Illustration of our two subnetworks. (a) illustrates our proposed fully connected network SEN architecture to predict the bidirectional deformation fields. The gray and orange blocks indicate the 3D feature maps from the encoder and decoder, respectively. (b) illustrates our proposed FCB architecture utilized to reduce the folding regions in the SEN predictions

3.2 Folding correction block

We freeze the parameters when our proposed SEN training is finished, and then we reuse the train set through the trained SEN to obtain the displacement fields.

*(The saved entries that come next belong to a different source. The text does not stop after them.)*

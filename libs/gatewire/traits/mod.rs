//! # Gatewire Traits
//!
//! Error type and the outward seams of the session client:
//!
//! - **GatewayError**: every failure the library can report
//! - **EventNotifier**: where ready/dispatch/raw events and fatal errors go

pub mod error;
pub mod notifier;

// Re-export commonly used types
pub use error::{GatewayError, Result};
pub use notifier::{
    event_names, ChannelNotifier, EventNotifier, GatewayEvent, NoOpNotifier, Notification,
};
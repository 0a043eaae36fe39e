//! CLI utilities for binaries
//!
//! Resolves which settings file a binary loads.

use std::path::PathBuf;

/// Type of configuration to load
#[derive(Debug, Clone)]
pub enum ConfigType {
    /// Gateway client settings (config/gateway.yaml)
    Gateway,
    /// Custom path
    Custom(String),
}

impl ConfigType {
    /// Get the default path for this config type
    pub fn default_path(&self) -> &str {
        match self {
            ConfigType::Gateway => "config/gateway.yaml",
            ConfigType::Custom(path) => path,
        }
    }

    /// Get the environment variable name for this config type
    pub fn env_var_name(&self) -> &str {
        match self {
            ConfigType::Gateway => "GATEWAY_CONFIG_PATH",
            ConfigType::Custom(_) => "CONFIG_PATH",
        }
    }
}

/// Load configuration path from environment or use default
///
/// # Examples
/// ```
/// use cordlink::bin_common::{load_config_from_env, ConfigType};
///
/// let path = load_config_from_env(ConfigType::Gateway);
/// ```
pub fn load_config_from_env(config_type: ConfigType) -> PathBuf {
    std::env::var(config_type.env_var_name())
        .unwrap_or_else(|_| config_type.default_path().to_string())
        .into()
}
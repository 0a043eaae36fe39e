//! Gateway close codes and what the client does after each

/// What to do after the gateway closed the socket
#[derive(Debug, Clone, Copy, PartialEq, Eq)]
pub enum CloseDisposition {
    /// Reconnect and resume the existing session
    Resume,
    /// Reconnect with the session cleared
    Reidentify,
    /// Configuration problem; stay down and surface the error
    Fatal,
}

/// Gateway-specific close codes
#[derive(Debug, Clone, Copy, PartialEq, Eq, Hash)]
#[repr(u16)]
pub enum CloseCode {
    UnknownError = 4000,
    UnknownOpcode = 4001,
    DecodeError = 4002,
    NotAuthenticated = 4003,
    AuthenticationFailed = 4004,
    AlreadyAuthenticated = 4005,
    InvalidSequence = 4007,
    RateLimited = 4008,
    SessionTimedOut = 4009,
    InvalidShard = 4010,
    ShardingRequired = 4011,
    InvalidApiVersion = 4012,
    InvalidIntents = 4013,
    DisallowedIntents = 4014,
}

impl CloseCode {
    pub fn from_u16(value: u16) -> Option<Self> {
        match value {
            4000 => Some(Self::UnknownError),
            4001 => Some(Self::UnknownOpcode),
            4002 => Some(Self::DecodeError),
            4003 => Some(Self::NotAuthenticated),
            4004 => Some(Self::AuthenticationFailed),
            4005 => Some(Self::AlreadyAuthenticated),
            4007 => Some(Self::InvalidSequence),
            4008 => Some(Self::RateLimited),
            4009 => Some(Self::SessionTimedOut),
            4010 => Some(Self::InvalidShard),
            4011 => Some(Self::ShardingRequired),
            4012 => Some(Self::InvalidApiVersion),
            4013 => Some(Self::InvalidIntents),
            4014 => Some(Self::DisallowedIntents),
            _ => None,
        }
    }

    pub const fn as_u16(self) -> u16 {
        self as u16
    }

    pub const fn disposition(self) -> CloseDisposition {
        match self {
            Self::AuthenticationFailed
            | Self::InvalidShard
            | Self::ShardingRequired
            | Self::InvalidApiVersion
            | Self::InvalidIntents
            | Self::DisallowedIntents => CloseDisposition::Fatal,
            Self::InvalidSequence | Self::SessionTimedOut => CloseDisposition::Reidentify,
            _ => CloseDisposition::Resume,
        }
    }

    pub const fn description(self) -> &'static str {
        match self {
            Self::UnknownError => "unknown error",
            Self::UnknownOpcode => "unknown opcode",
            Self::DecodeError => "decode error",
            Self::NotAuthenticated => "not authenticated",
            Self::AuthenticationFailed => "authentication failed",
            Self::AlreadyAuthenticated => "already authenticated",
            Self::InvalidSequence => "invalid sequence",
            Self::RateLimited => "rate limited",
            Self::SessionTimedOut => "session timed out",
            Self::InvalidShard => "invalid shard",
            Self::ShardingRequired => "sharding required",
            Self::InvalidApiVersion => "invalid API version",
            Self::InvalidIntents => "invalid intents",
            Self::DisallowedIntents => "disallowed intents",
        }
    }
}

/// Classify a raw close code; codes outside the gateway range resume
pub fn classify(code: Option<u16>) -> CloseDisposition {
    code.and_then(CloseCode::from_u16)
        .map_or(CloseDisposition::Resume, CloseCode::disposition)
}
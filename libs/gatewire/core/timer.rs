//! Scoped timers feeding the client's actor channel
//!
//! ```text
//! ┌──────────────────┐
//! │  Timer task      │
//! │  (tokio spawn)   │
//! │                  │
//! │  tick / deadline ┼──> mpsc ──> actor loop ──> GatewayCore
//! └──────────────────┘
//!          ▲
//!          └── aborted when its TimerHandle is dropped
//! ```
//!
//! Timers never touch session state themselves; they only post a message.
//! Dropping (or replacing) the handle cancels the task, so a torn-down
//! connection can never be hit by a late tick.

use std::time::Duration;
use tokio::sync::mpsc::UnboundedSender;
use tokio::task::JoinHandle;
use tracing::debug;

/// Owning handle of a timer task; aborts the task on drop
#[derive(Debug)]
pub struct TimerHandle {
    handle: JoinHandle<()>,
}

impl Drop for TimerHandle {
    fn drop(&mut self) {
        self.handle.abort();
    }
}

/// Post `make()` every `interval`, first one full interval from now
///
/// Missed ticks are skipped rather than burst.
pub fn spawn_ticker<T, F>(interval: Duration, tx: UnboundedSender<T>, make: F) -> TimerHandle
where
    T: Send + 'static,
    F: Fn() -> T + Send + 'static,
{
    let handle = tokio::spawn(async move {
        let mut ticker = tokio::time::interval(interval);
        // The first tick completes immediately
        ticker.tick().await;
        ticker.set_missed_tick_behavior(tokio::time::MissedTickBehavior::Skip);

        debug!("Ticker started with interval: {:?}", interval);

        loop {
            ticker.tick().await;
            if tx.send(make()).is_err() {
                debug!("Actor channel closed, ticker exiting");
                break;
            }
        }
    });

    TimerHandle { handle }
}

/// Post `message` once after `delay`
pub fn spawn_delay<T>(delay: Duration, tx: UnboundedSender<T>, message: T) -> TimerHandle
where
    T: Send + 'static,
{
    let handle = tokio::spawn(async move {
        tokio::time::sleep(delay).await;
        let _ = tx.send(message);
    });

    TimerHandle { handle }
}
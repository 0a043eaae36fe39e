//! Graceful shutdown management

use std::sync::atomic::{AtomicBool, Ordering};
use std::sync::Arc;
use std::time::Duration;
use tokio::signal;
use tokio::sync::Notify;
use tracing::info;

/// Shared stop signal for long-running binaries
///
/// Tripped by Ctrl+C or by [`trigger`](Self::trigger) (e.g. on a fatal
/// gateway error). Clones share the same signal.
#[derive(Clone)]
pub struct ShutdownManager {
    running: Arc<AtomicBool>,
    notify: Arc<Notify>,
}

impl ShutdownManager {
    /// Create a new shutdown manager with running state
    pub fn new() -> Self {
        Self {
            running: Arc::new(AtomicBool::new(true)),
            notify: Arc::new(Notify::new()),
        }
    }

    /// Spawn a Ctrl+C signal handler that triggers shutdown
    pub fn spawn_signal_handler(&self) {
        let this = self.clone();
        tokio::spawn(async move {
            if signal::ctrl_c().await.is_ok() {
                info!("Received shutdown signal (Ctrl+C)");
                this.trigger();
            }
        });
    }

    pub fn trigger(&self) {
        if self.running.swap(false, Ordering::AcqRel) {
            info!("Shutting down gracefully...");
        }
        self.notify.notify_waiters();
    }

    /// Check if the process should continue running
    pub fn is_running(&self) -> bool {
        self.running.load(Ordering::Acquire)
    }

    /// Sleep for a duration, but wake early if shutdown is triggered
    pub async fn interruptible_sleep(&self, duration: Duration) {
        let notified = self.notify.notified();
        if !self.is_running() {
            return;
        }

        tokio::select! {
            _ = tokio::time::sleep(duration) => {}
            _ = notified => {}
        }
    }
}

impl Default for ShutdownManager {
    fn default() -> Self {
        Self::new()
    }
}
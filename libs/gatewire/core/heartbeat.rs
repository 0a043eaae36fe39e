//! Heartbeat bookkeeping
//!
//! # Flow
//!
//! ```text
//! Hello{heartbeat_interval} ──> set_interval(Some) ──> ticker (core::timer)
//!                                                        │ every interval
//!                                                        ▼
//!                              beat(require_ack_check = true)
//!                                ├─ state not live        → Skipped
//!                                ├─ previous ack missing  → AckMissed (tear down, resume)
//!                                └─ otherwise             → Send {op: 1, d: seq}, ack pending
//!
//! HeartbeatAck (op 11) ──> acknowledge() → ack cleared, latency recorded
//! ```
//!
//! The state itself is plain data owned by the session core; the ticker only
//! posts messages to the actor, so ticks and inbound frames are evaluated one
//! at a time.

use crate::core::connection_state::ConnectionState;
use crate::core::frame::Frame;
use std::time::{Duration, Instant};

/// Result of evaluating a heartbeat tick
#[derive(Debug, Clone, PartialEq)]
pub enum BeatOutcome {
    /// Not live; nothing sent
    Skipped,
    /// Send this heartbeat frame
    Send(Frame),
    /// The previous heartbeat was never acknowledged
    AckMissed,
}

/// Heartbeat state of one connection
#[derive(Debug, Clone, Default)]
pub struct HeartbeatState {
    /// Armed interval, `None` when disarmed
    pub interval: Option<Duration>,
    pub last_sent_at: Option<Instant>,
    pub last_ack_at: Option<Instant>,
    pub ack_pending: bool,
    /// Round trip of the last acknowledged heartbeat
    pub latency: Option<Duration>,
}

impl HeartbeatState {
    pub fn new() -> Self {
        Self::default()
    }

    /// Arm (`Some`) or disarm (`None`) the periodic heartbeat
    ///
    /// Returns true when the interval actually changed.
    pub fn set_interval(&mut self, interval: Option<Duration>) -> bool {
        let changed = self.interval != interval;
        self.interval = interval;
        changed
    }

    /// Evaluate one heartbeat
    pub fn beat(
        &mut self,
        state: ConnectionState,
        sequence: Option<u64>,
        require_ack_check: bool,
    ) -> BeatOutcome {
        if !state.is_live() {
            return BeatOutcome::Skipped;
        }

        if require_ack_check && self.ack_pending {
            return BeatOutcome::AckMissed;
        }

        self.last_sent_at = Some(Instant::now());
        self.ack_pending = true;
        BeatOutcome::Send(Frame::heartbeat(sequence))
    }

    /// Record a heartbeat ack, returning the measured latency
    pub fn acknowledge(&mut self) -> Option<Duration> {
        let now = Instant::now();
        self.ack_pending = false;
        self.last_ack_at = Some(now);
        self.latency = self.last_sent_at.map(|sent| now.saturating_duration_since(sent));
        self.latency
    }

    /// Forget everything; used on teardown
    pub fn reset(&mut self) {
        *self = Self::default();
    }
}

#[cfg(test)]
mod tests {
    use super::*;
    use crate::core::frame::OpCode;
    use serde_json::json;

    #[test]
    fn test_skipped_when_not_live() {
        let mut hb = HeartbeatState::new();
        for state in [
            ConnectionState::Idle,
            ConnectionState::Connecting,
            ConnectionState::Open,
            ConnectionState::Identifying,
            ConnectionState::Resuming,
            ConnectionState::Disconnected,
            ConnectionState::Reconnecting,
        ] {
            assert_eq!(hb.beat(state, Some(1), true), BeatOutcome::Skipped);
        }
        assert!(!hb.ack_pending);
        assert!(hb.last_sent_at.is_none());
    }

    #[test]
    fn test_send_marks_ack_pending() {
        let mut hb = HeartbeatState::new();
        let outcome = hb.beat(ConnectionState::Ready, Some(5), true);

        match outcome {
            BeatOutcome::Send(frame) => {
                assert_eq!(frame.opcode(), Some(OpCode::Heartbeat));
                assert_eq!(frame.d, json!(5));
            }
            other => panic!("expected Send, got {:?}", other),
        }
        assert!(hb.ack_pending);
        assert!(hb.last_sent_at.is_some());
    }

    #[test]
    fn test_missed_ack_detected_on_next_checked_beat() {
        let mut hb = HeartbeatState::new();
        assert!(matches!(hb.beat(ConnectionState::Connected, None, true), BeatOutcome::Send(_)));
        assert_eq!(hb.beat(ConnectionState::Connected, None, true), BeatOutcome::AckMissed);
    }

    #[test]
    fn test_unchecked_beat_sends_even_with_pending_ack() {
        let mut hb = HeartbeatState::new();
        hb.beat(ConnectionState::Ready, None, true);
        assert!(matches!(hb.beat(ConnectionState::Ready, None, false), BeatOutcome::Send(_)));
        assert!(hb.ack_pending);
    }

    #[test]
    fn test_ack_clears_pending_and_records_latency() {
        let mut hb = HeartbeatState::new();
        hb.beat(ConnectionState::Ready, Some(1), true);

        let latency = hb.acknowledge();

        assert!(!hb.ack_pending);
        assert!(latency.is_some());
        assert_eq!(hb.latency, latency);
        assert!(matches!(hb.beat(ConnectionState::Ready, Some(2), true), BeatOutcome::Send(_)));
    }

    #[test]
    fn test_set_interval_and_reset() {
        let mut hb = HeartbeatState::new();
        assert!(hb.set_interval(Some(Duration::from_millis(45_000))));
        assert!(!hb.set_interval(Some(Duration::from_millis(45_000))));
        hb.beat(ConnectionState::Ready, None, true);

        hb.reset();

        assert!(hb.interval.is_none());
        assert!(!hb.ack_pending);
        assert!(hb.last_sent_at.is_none());
    }
}
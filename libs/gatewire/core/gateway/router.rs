//! Frame router
//!
//! Every inbound frame goes through [`GatewayCore::route`] in four steps:
//!
//! 1. a present `s` moves the session sequence forward
//! 2. the opcode picks a handler (Hello, Heartbeat, Ack, Reconnect, InvalidSession)
//! 3. dispatch frames are inspected for READY / RESUMED and forwarded by name
//! 4. the frame is published as `raw`
//!
//! Unknown opcodes only get steps 1 and 4.

use super::{Action, DestroyOptions, GatewayCore, ReconnectMode};
use crate::core::connection_state::ConnectionState;
use crate::core::frame::{Frame, HelloPayload, OpCode, ReadyPayload};
use crate::traits::error::GatewayError;
use crate::traits::notifier::GatewayEvent;
use std::time::Duration;
use tracing::{debug, info, trace, warn};

const READY: &str = "READY";
const RESUMED: &str = "RESUMED";

impl GatewayCore {
    /// Process one inbound frame
    pub fn route(&mut self, frame: Frame) -> Vec<Action> {
        if self.session.observe_sequence(frame.s) {
            trace!(seq = ?frame.s, "Sequence advanced");
        }

        let actions = match frame.opcode() {
            Some(OpCode::Dispatch) => {
                self.on_dispatch(&frame);
                Vec::new()
            }
            Some(OpCode::Hello) => self.on_hello(&frame),
            Some(OpCode::Heartbeat) => {
                debug!("Gateway requested a heartbeat");
                self.heartbeat(true)
            }
            Some(OpCode::HeartbeatAck) => {
                let latency = self.heartbeat.acknowledge();
                debug!(latency = ?latency, "Heartbeat acknowledged");
                Vec::new()
            }
            Some(OpCode::Reconnect) => {
                info!("Gateway requested a reconnect");
                self.destroy(DestroyOptions::reconnect(ReconnectMode::Always))
            }
            Some(OpCode::InvalidSession) => self.on_invalid_session(&frame),
            Some(
                op @ (OpCode::Identify
                | OpCode::PresenceUpdate
                | OpCode::VoiceStateUpdate
                | OpCode::Resume
                | OpCode::RequestGuildMembers),
            ) => {
                debug!(opcode = %op, "Ignoring client-only opcode from gateway");
                Vec::new()
            }
            None => {
                debug!(op = frame.op, "Ignoring unknown opcode");
                Vec::new()
            }
        };

        self.notifier.notify(GatewayEvent::Raw(frame));
        actions
    }

    fn on_hello(&mut self, frame: &Frame) -> Vec<Action> {
        let hello: HelloPayload = match serde_json::from_value(frame.d.clone()) {
            Ok(hello) => hello,
            Err(e) => {
                warn!("{}", GatewayError::Protocol(format!("bad Hello payload: {}", e)));
                return Vec::new();
            }
        };

        if hello.heartbeat_interval == 0 {
            warn!("{}", GatewayError::Protocol("Hello with zero heartbeat interval".into()));
            return Vec::new();
        }

        let interval = Duration::from_millis(hello.heartbeat_interval);
        info!("Hello received, heartbeat interval {:?}", interval);

        self.state = ConnectionState::Connected;
        self.heartbeat.set_interval(Some(interval));

        let mut actions = vec![Action::ArmHeartbeat(interval)];
        actions.extend(self.negotiate());
        actions
    }

    fn on_invalid_session(&mut self, frame: &Frame) -> Vec<Action> {
        let resumable = frame.d.as_bool().unwrap_or(false);
        warn!(resumable, "{}, identifying from scratch", GatewayError::SessionInvalidated);

        self.session.clear();

        if !self.state.has_transport() {
            return Vec::new();
        }

        self.state = ConnectionState::Connected;
        vec![Action::ScheduleIdentify(self.config.reidentify_delay)]
    }

    fn on_dispatch(&mut self, frame: &Frame) {
        let Some(name) = frame.t.as_deref() else {
            debug!(seq = ?frame.s, "Dispatch without event name");
            return;
        };

        match name {
            READY => match serde_json::from_value::<ReadyPayload>(frame.d.clone()) {
                Ok(ready) => {
                    let info = self.session.capture_ready(&ready);
                    self.state = ConnectionState::Ready;
                    info!(
                        session_id = %info.session_id,
                        application_id = %info.application_id,
                        "Session ready"
                    );
                    self.notifier.notify(GatewayEvent::ClientReady(info));
                }
                Err(e) => {
                    warn!("{}", GatewayError::Protocol(format!("bad READY payload: {}", e)));
                }
            },
            RESUMED => {
                self.state = ConnectionState::Ready;
                info!(seq = ?self.session.sequence, "Session resumed");
                self.forward(name, frame);
            }
            _ => self.forward(name, frame),
        }
    }

    fn forward(&self, name: &str, frame: &Frame) {
        self.notifier.notify(GatewayEvent::Dispatch {
            name: name.to_string(),
            frame: frame.clone(),
        });
    }
}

We take an unsupervised approach to learn the generation function \(f_{\theta ^{\prime }}(\phi ^{(1)})={\Delta }\) for correcting displacements. \(f_{\theta ^{\prime }}\) is the proposed folding correction block (FCB) with its parameter ϕ(1). Δ is a factor that is used to reduce the folding in the input displacement fields by the formula \(\bar {\phi }=c\times \ \phi ^{(1)}-{\Delta }\). This formula indicates that Δ includes folding location information and the magnitude of the displacement fields that need to be corrected. \(\bar {\phi }\) is the corrected displacement field. Figure 3 shows some folding regions represented by the folding in the grid figure. We can observe that the FCB can recognize folding and correcting to smooth the transformation, i.e., the grid line without crossing.

Fig. 3
figure 3

An example of showing the FCB correcting the folding regions in a displacement field. The grid figure is the visualization of a displacement field. The red frames marked in the deformation field are parts of folding regions. We zoom the marked regions and then find the gridline crossing. The arrows indicate the corrected local displacement field

Architecture of FCB

As shown in Fig. 2b, the proposed FCB consists of four 3×3×3 kernel size convolutional layers, each of them with a stride of 1 and followed by a ReLU activation except for the last layer. Convolutional layers with kernel sizes of 3×3×3 and 5×5×5 with different strides followed by ReLU activation downsample the input displacement fields to the same size. The deconvolutional layers upsample the 1/2 resolution feature maps to the shaped of the original input displacement fields. Then, the last layer outputs the residual factor Δ.

3.3 Loss functions

3.3.1 Registration loss function

We employ the registration loss function to penalize the displacement field \({{\mathscr{L}}}_{reg}={{\mathscr{L}}}_{sim}({\cdot })+{{\mathscr{L}}}_{smooth}({\cdot })\), which is divided into the similarity loss function and the regularization loss function. Each of these two loss functions is pairwise, both consisting of bidirection losses. We use normalized cross-correlation (NCC) and mean square error (MSE) as the similarity loss functions to measure the similarity between the warped image and the fixed image. To measure the similarity between warped X and Y and warped Y and X, the similarity loss function is formulated as

$$ {\mathcal{L}}_{sim}(X,Y)={\mathcal{L}}_{sim}(X\circ(\phi_{XY}^{(1)}),Y)+{\mathcal{L}}_{sim}(Y\circ(\phi_{YX}^{(1)}),X), $$
(1)

where \(X\circ (\phi _{XY}^{(1)})\) and \(Y\circ (\phi _{YX}^{(1)})\) represent image X warped toward Y via the displacement field \(\phi _{XY}^{(1)}\) and image Y warped toward X via the displacement field \(\phi _{YX}^{(1)}\) respectively. \({{\mathscr{L}}}_{sim}\) is NCC when Ω = R3 and \({{\mathscr{L}}}_{sim}\) is MSE when Ω = R2. A higher NCC value or a smaller MSE value indicates a better alignment.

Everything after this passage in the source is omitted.